Legos don't disappear just because you dismantle the form you built with them.
siofrabunnies: (Default)

Re: Things you always wanted to ask about certain things

[personal profile] siofrabunnies 2015-01-27 03:51 am (UTC)(link)
Dying is usually painful, or drawn out, or in whatever other way terribly undignified. I'm thinking of my aunt right now. She died of cancer. She went into the hospital, and some organ had shut down. The last few days of her life were spent lying in a hospital bed in her parents' living room, unable to speak or get out of bed, or even lift her hand. Her sister washed her hair with a washcloth as a comforting gesture, and we played her some of her favorite music. She had a constant vigil over her, because it was only a matter of time. She had her family staring at her, crying over her, and she couldn't do anything but lie there.

I don't disbelieve in an afterlife, but I can only be hopeful that, if one exists, it's a happy one. But non-existence is still better than pain. Of course, I miss my aunt, my pets, my grandfather. But I don't grieve their death. I grieve the pain that came before.

Re: Things you always wanted to ask about certain things

(Anonymous) 2015-01-27 04:16 am (UTC)(link)
I personally don't. The stuff that comforts other people about a lack of afterlife doesn't comfort me at all no matter how much I try to force it.

Re: Things you always wanted to ask about certain things

(Anonymous) 2015-01-27 06:29 am (UTC)(link)
The thought of an afterlife is comforting, but... to be honest, even when I was a Christian, it always seemed like a fairytale people tell themselves. I don't believe in an afterlife, but it's not particularly scary. When I die, my consciousness will end. There's no pain, no suffering, no nothing. Sure, there's no good stuff or looking down your descendants either, but I'm not going to miss that because I won't be around.

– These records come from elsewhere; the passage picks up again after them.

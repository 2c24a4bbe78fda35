//! # Escrow Subcommands
//!
//! One handler per engine operation. Each handler works on a single state
//! file:
//!
//! - `deploy` — Construct a new escrow (caller becomes the depositor).
//! - `deposit` — Fund it from the depositor's host balance.
//! - `release` — Arbiter pays the beneficiary.
//! - `refund` — Arbiter pays the depositor back.
//! - `balance` — Value currently held.
//! - `status` — Roles, flags, logs, and host balances.
//!
//! A failed operation leaves the state file untouched.

use std::collections::BTreeMap;
use std::path::{Path, PathBuf};
use std::rc::Rc;

use anyhow::{bail, Context, Result};
use clap::Args;
use serde::Serialize;

use escrow_core::{Amount, EscrowId, PartyId};
use escrow_state::{
    AccountBook, Escrow, EscrowEvent, EscrowState, EscrowTransitionRecord, Resolution,
};

use crate::config::EscrowConfig;
use crate::state::StateFile;

/// Resolved inputs shared by every subcommand.
#[derive(Debug, Clone)]
pub struct CliContext {
    /// Effective configuration.
    pub config: EscrowConfig,
    /// State file operated on.
    pub state_file: PathBuf,
}

impl CliContext {
    /// Combine a loaded config with an optional `--state` override.
    pub fn new(config: EscrowConfig, state_override: Option<&Path>) -> Self {
        let state_file = config.state_file(state_override);
        Self { config, state_file }
    }
}

/// Arguments for `escrow deploy`.
#[derive(Args, Debug)]
pub struct DeployArgs {
    /// Creator of the escrow; becomes the depositor.
    #[arg(long = "from")]
    pub depositor: PartyId,
    /// Party paid on release.
    #[arg(long)]
    pub beneficiary: PartyId,
    /// Party allowed to release or refund.
    #[arg(long)]
    pub arbiter: PartyId,
}

/// Arguments for `escrow deposit`.
#[derive(Args, Debug)]
pub struct DepositArgs {
    /// Calling party.
    #[arg(long = "from")]
    pub caller: PartyId,
    /// Value to place in escrow.
    #[arg(long)]
    pub value: Amount,
}

/// Arguments for `escrow release` and `escrow refund`.
#[derive(Args, Debug)]
pub struct ResolveArgs {
    /// Calling party.
    #[arg(long = "from")]
    pub caller: PartyId,
}

/// Arguments for `escrow status`.
#[derive(Args, Debug)]
pub struct StatusArgs {
    /// Emit machine-readable JSON instead of text.
    #[arg(long)]
    pub json: bool,
}

/// Construct a new escrow and persist it.
pub fn cmd_deploy(ctx: &CliContext, args: &DeployArgs) -> Result<u8> {
    if ctx.state_file.exists() {
        bail!("escrow already deployed at {}", ctx.state_file.display());
    }

    let book = Rc::new(AccountBook::with_balances(
        ctx.config.opening_balances.clone(),
    ));
    let escrow = Escrow::new(args.depositor, args.beneficiary, args.arbiter, book.clone())
        .context("deploy failed")?;

    StateFile::deployed(&escrow, &book).save(&ctx.state_file)?;

    println!("OK: deployed escrow {} in {} state", escrow.id(), escrow.state());
    Ok(0)
}

/// Fund the escrow from the caller's host balance.
pub fn cmd_deposit(ctx: &CliContext, args: &DepositArgs) -> Result<u8> {
    let mut state = StateFile::load(&ctx.state_file)?;
    let book = state.book(&ctx.config.rejecting_parties);
    let escrow = state.engine(book.clone())?;

    // Engine preconditions take precedence over the host balance check.
    escrow
        .deposit(args.caller, args.value)
        .context("deposit failed")?;
    book.debit(args.caller, args.value)
        .context("deposit failed")?;

    state.absorb(&escrow, &book);
    state.save(&ctx.state_file)?;

    println!("OK: escrow {} funded with {}", escrow.id(), args.value);
    Ok(0)
}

In terms of mourning someone, when a loved one dies, they're gone. The most important part of them is with the people they left behind and all the memories we have. The reason I don't like the "they're in a better place" idea is because that feels really, really terrible when you look at the grieving families of people who died before their time. If my husband died and someone told me he was in a better place, I'd be hard pressed to keep from decking them. The best place for him is here with me. That's where he'd want to be, always. Being separated from me would be hell for him, no matter how nice the surroundings.
were_lemur: (Default)

Re: Things you always wanted to ask about certain things

[personal profile] were_lemur 2015-01-27 06:55 am (UTC)(link)
Death is something that happens. It's part of life.

When I was a Christian, I would tell myself I would see the people I loved again, but I wasn't 100% sure I would. Because what if they didn't make the cut? And what if I was wrong and animals really don't go to heaven?

And it wasn't all that much help, anyway, when I was missing them in that moment.

So: I think about the good things. The only afterlife we know we get is the people who remember us.

caerbannog: (Default)

Re: Things you always wanted to ask about certain things

[personal profile] caerbannog 2015-01-27 08:27 am (UTC)(link)
I remember them as they were in life and come to terms with the fact they are not around anymore.

There's nothing about taking comfort in it, just moving forward and the pain/sads fade and you remember all the good times instead.

I take time to focus on those around me and the world around me instead of some arbitrary 'new world' where they're somehow better off ( i cannot suspend any skeptical belief for that i'm afraid).

TBH it feels like I cheapen their life to make up some story about how they're better off in heaven or fretting if they're in hell cause of some life decision. Pretty disrespectful IMO. They had their time, for better or worse, and now they're gone and we all slowly move on.
Edited 2015-01-27 08:31 (UTC)

Re: Things you always wanted to ask about certain things

(Anonymous) 2015-01-27 07:42 pm (UTC)(link)
Meh. I'm okay with the idea of myself no longer existing. Sometimes I struggle with the same thought for my loved ones. Mostly I'm okay with it though. We all came from the stars, and one day we'll return there.